INPUT —
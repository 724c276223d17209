//! Input source over terminal key events.
//!
//! Keyboard-wedge scanners show up as ordinary keystrokes. With the terminal
//! in raw mode and bracketed paste enabled, `crossterm` reports every key
//! press as its own event, so each one can be stamped on arrival and the
//! decoder's gap rule sees real inter-key timing.
//!
//! Event mapping:
//!
//! ```text
//! Key(Enter)                    -> Key::Enter
//! Key(Char c)                   -> Key::Char(c)
//! Key(Char c) + Ctrl/Alt        -> Key::Other("Ctrl-c" / "Alt-c")
//! Key(Ctrl-C) / Key(Ctrl-D)     -> disconnected
//! Key(Modifier) / Key(CapsLock) -> Key::Modifier
//! other keys                    -> Key::Other
//! Paste(text)                   -> InputEvent::Paste
//! key releases, mouse, resize   -> skipped
//! ```

use std::io;

use crossterm::event::{
    Event, EventStream, KeyCode, KeyEvent, KeyEventKind, KeyModifiers, ModifierKeyCode,
};
use futures::{Stream, StreamExt};
use tokio::time::Instant;
use tracing::{debug, info, trace};

use super::InputSource;
use crate::error::{Result, SourceError};
use crate::event::{InputEvent, Key, Modifier};

/// Input source over a stream of terminal events.
///
/// The caller owns terminal modes: raw mode and bracketed paste must be
/// enabled for key timing and paste events to be meaningful.
/// `next_event` is cancel-safe.
#[derive(Debug)]
pub struct TerminalSource<S = EventStream> {
    events: S,
    name: String,
}

impl TerminalSource<EventStream> {
    /// Read key events from the controlling terminal.
    pub fn new() -> Self {
        Self::from_stream(EventStream::new(), "terminal")
    }
}

impl Default for TerminalSource<EventStream> {
    fn default() -> Self {
        Self::new()
    }
}

impl<S> TerminalSource<S>
where
    S: Stream<Item = io::Result<Event>> + Unpin,
{
    /// Wrap any stream of terminal events.
    pub fn from_stream(events: S, name: impl Into<String>) -> Self {
        Self {
            events,
            name: name.into(),
        }
    }
}

impl<S> InputSource for TerminalSource<S>
where
    S: Stream<Item = io::Result<Event>> + Unpin,
{
    async fn next_event(&mut self) -> Result<InputEvent> {
        while let Some(event) = self.events.next().await {
            let at = Instant::now();
            match event? {
                Event::Key(key) if key.kind == KeyEventKind::Release => {}
                Event::Key(key) if is_interrupt(&key) => {
                    info!(source = %self.name, "Interrupt key pressed");
                    return Err(SourceError::disconnected(self.name.clone()));
                }
                Event::Key(key) => {
                    return Ok(InputEvent::Key {
                        key: translate(key),
                        at,
                    });
                }
                Event::Paste(text) => {
                    debug!(len = text.len(), "Bracketed paste received");
                    return Ok(InputEvent::Paste { text, at });
                }
                other => trace!(event = ?other, "Skipping terminal event"),
            }
        }
        Err(SourceError::disconnected(self.name.clone()))
    }

    fn name(&self) -> &str {
        &self.name
    }
}

/// Raw mode turns Ctrl-C into a key press instead of a signal.
fn is_interrupt(key: &KeyEvent) -> bool {
    key.modifiers.contains(KeyModifiers::CONTROL)
        && matches!(key.code, KeyCode::Char('c' | 'C' | 'd' | 'D'))
}

fn translate(key: KeyEvent) -> Key {
    match key.code {
        KeyCode::Enter => Key::Enter,
        KeyCode::Char(c) if key.modifiers.contains(KeyModifiers::CONTROL) => {
            Key::Other(format!("Ctrl-{c}"))
        }
        KeyCode::Char(c) if key.modifiers.contains(KeyModifiers::ALT) => {
            Key::Other(format!("Alt-{c}"))
        }
        KeyCode::Char(c) => Key::Char(c),
        KeyCode::CapsLock => Key::Modifier(Modifier::CapsLock),
        KeyCode::Modifier(modifier) => Key::Modifier(match modifier {
            ModifierKeyCode::LeftShift | ModifierKeyCode::RightShift => Modifier::Shift,
            ModifierKeyCode::LeftControl | ModifierKeyCode::RightControl => Modifier::Control,
            ModifierKeyCode::LeftAlt | ModifierKeyCode::RightAlt => Modifier::Alt,
            _ => Modifier::Meta,
        }),
        other => Key::Other(format!("{other:?}")),
    }
}

#[cfg(test)]
mod tests {
    use super::*;
    use futures::channel::mpsc;
    use std::time::Duration;

    type EventSender = mpsc::UnboundedSender<io::Result<Event>>;

    fn source() -> (TerminalSource<mpsc::UnboundedReceiver<io::Result<Event>>>, EventSender) {
        let (tx, rx) = mpsc::unbounded();
        (TerminalSource::from_stream(rx, "test-terminal"), tx)
    }

    fn press(tx: &EventSender, code: KeyCode) {
        tx.unbounded_send(Ok(Event::Key(KeyEvent::new(code, KeyModifiers::NONE))))
            .unwrap();
    }

    async fn next_key(source: &mut TerminalSource<mpsc::UnboundedReceiver<io::Result<Event>>>) -> Key {
        match source.next_event().await.unwrap() {
            InputEvent::Key { key, .. } => key,
            other => panic!("expected key, got {other:?}"),
        }
    }

    #[tokio::test]
    async fn test_chars_and_enter() {
        let (mut source, tx) = source();
        for code in [KeyCode::Char('A'), KeyCode::Char('1'), KeyCode::Enter] {
            press(&tx, code);
        }

        assert_eq!(next_key(&mut source).await, Key::Char('A'));
        assert_eq!(next_key(&mut source).await, Key::Char('1'));
        assert_eq!(next_key(&mut source).await, Key::Enter);
    }

    #[tokio::test]
    async fn test_paste_event() {
        let (mut source, tx) = source();
        tx.unbounded_send(Ok(Event::Paste(" 2023-0099 ".to_string())))
            .unwrap();

        match source.next_event().await.unwrap() {
            InputEvent::Paste { text, .. } => assert_eq!(text, " 2023-0099 "),
            other => panic!("expected paste, got {other:?}"),
        }
    }

    #[tokio::test]
    async fn test_named_and_modified_keys() {
        let (mut source, tx) = source();
        press(&tx, KeyCode::Tab);
        press(&tx, KeyCode::Up);
        press(&tx, KeyCode::Modifier(ModifierKeyCode::LeftShift));
        tx.unbounded_send(Ok(Event::Key(KeyEvent::new(KeyCode::Char('x'), KeyModifiers::ALT))))
            .unwrap();

        assert_eq!(next_key(&mut source).await, Key::Other("Tab".to_string()));
        assert_eq!(next_key(&mut source).await, Key::Other("Up".to_string()));
        assert_eq!(next_key(&mut source).await, Key::Modifier(Modifier::Shift));
        assert_eq!(next_key(&mut source).await, Key::Other("Alt-x".to_string()));
    }

    #[tokio::test]
    async fn test_releases_and_resizes_are_skipped() {
        let (mut source, tx) = source();
        let mut release = KeyEvent::new(KeyCode::Char('q'), KeyModifiers::NONE);
        release.kind = KeyEventKind::Release;
        tx.unbounded_send(Ok(Event::Key(release))).unwrap();
        tx.unbounded_send(Ok(Event::Resize(80, 24))).unwrap();
        press(&tx, KeyCode::Char('7'));

        assert_eq!(next_key(&mut source).await, Key::Char('7'));
    }

    #[tokio::test]
    async fn test_ctrl_c_disconnects() {
        let (mut source, tx) = source();
        tx.unbounded_send(Ok(Event::Key(KeyEvent::new(
            KeyCode::Char('c'),
            KeyModifiers::CONTROL,
        ))))
        .unwrap();

        let err = source.next_event().await.unwrap_err();
        assert!(err.is_disconnected());
    }

    #[tokio::test]
    async fn test_end_of_stream_disconnects() {
        let (mut source, tx) = source();
        drop(tx);
        let err = source.next_event().await.unwrap_err();
        assert_eq!(err.to_string(), "Input source disconnected: test-terminal");
    }

    #[tokio::test]
    async fn test_read_error_is_io() {
        let (mut source, tx) = source();
        tx.unbounded_send(Err(io::Error::other("tty gone"))).unwrap();
        let err = source.next_event().await.unwrap_err();
        assert!(matches!(err, SourceError::Io(_)));
    }

    #[tokio::test(start_paused = true)]
    async fn test_keys_are_stamped_on_arrival() {
        let (mut source, tx) = source();

        press(&tx, KeyCode::Char('A'));
        let first = source.next_event().await.unwrap();
        tokio::time::advance(Duration::from_millis(600)).await;
        press(&tx, KeyCode::Char('B'));
        let second = source.next_event().await.unwrap();

        assert_eq!(
            second.timestamp() - first.timestamp(),
            Duration::from_millis(600)
        );
    }
}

AIM OF THE TASK —
Go through the material above and report each line containing "mpsc".

RESPONSE AREA —
    use futures::channel::mpsc;
    type EventSender = mpsc::UnboundedSender<io::Result<Event>>;
    fn source() -> (TerminalSource<mpsc::UnboundedReceiver<io::Result<Event>>>, EventSender) {
        let (tx, rx) = mpsc::unbounded();
    async fn next_key(source: &mut TerminalSource<mpsc::UnboundedReceiver<io::Result<Event>>>) -> Key {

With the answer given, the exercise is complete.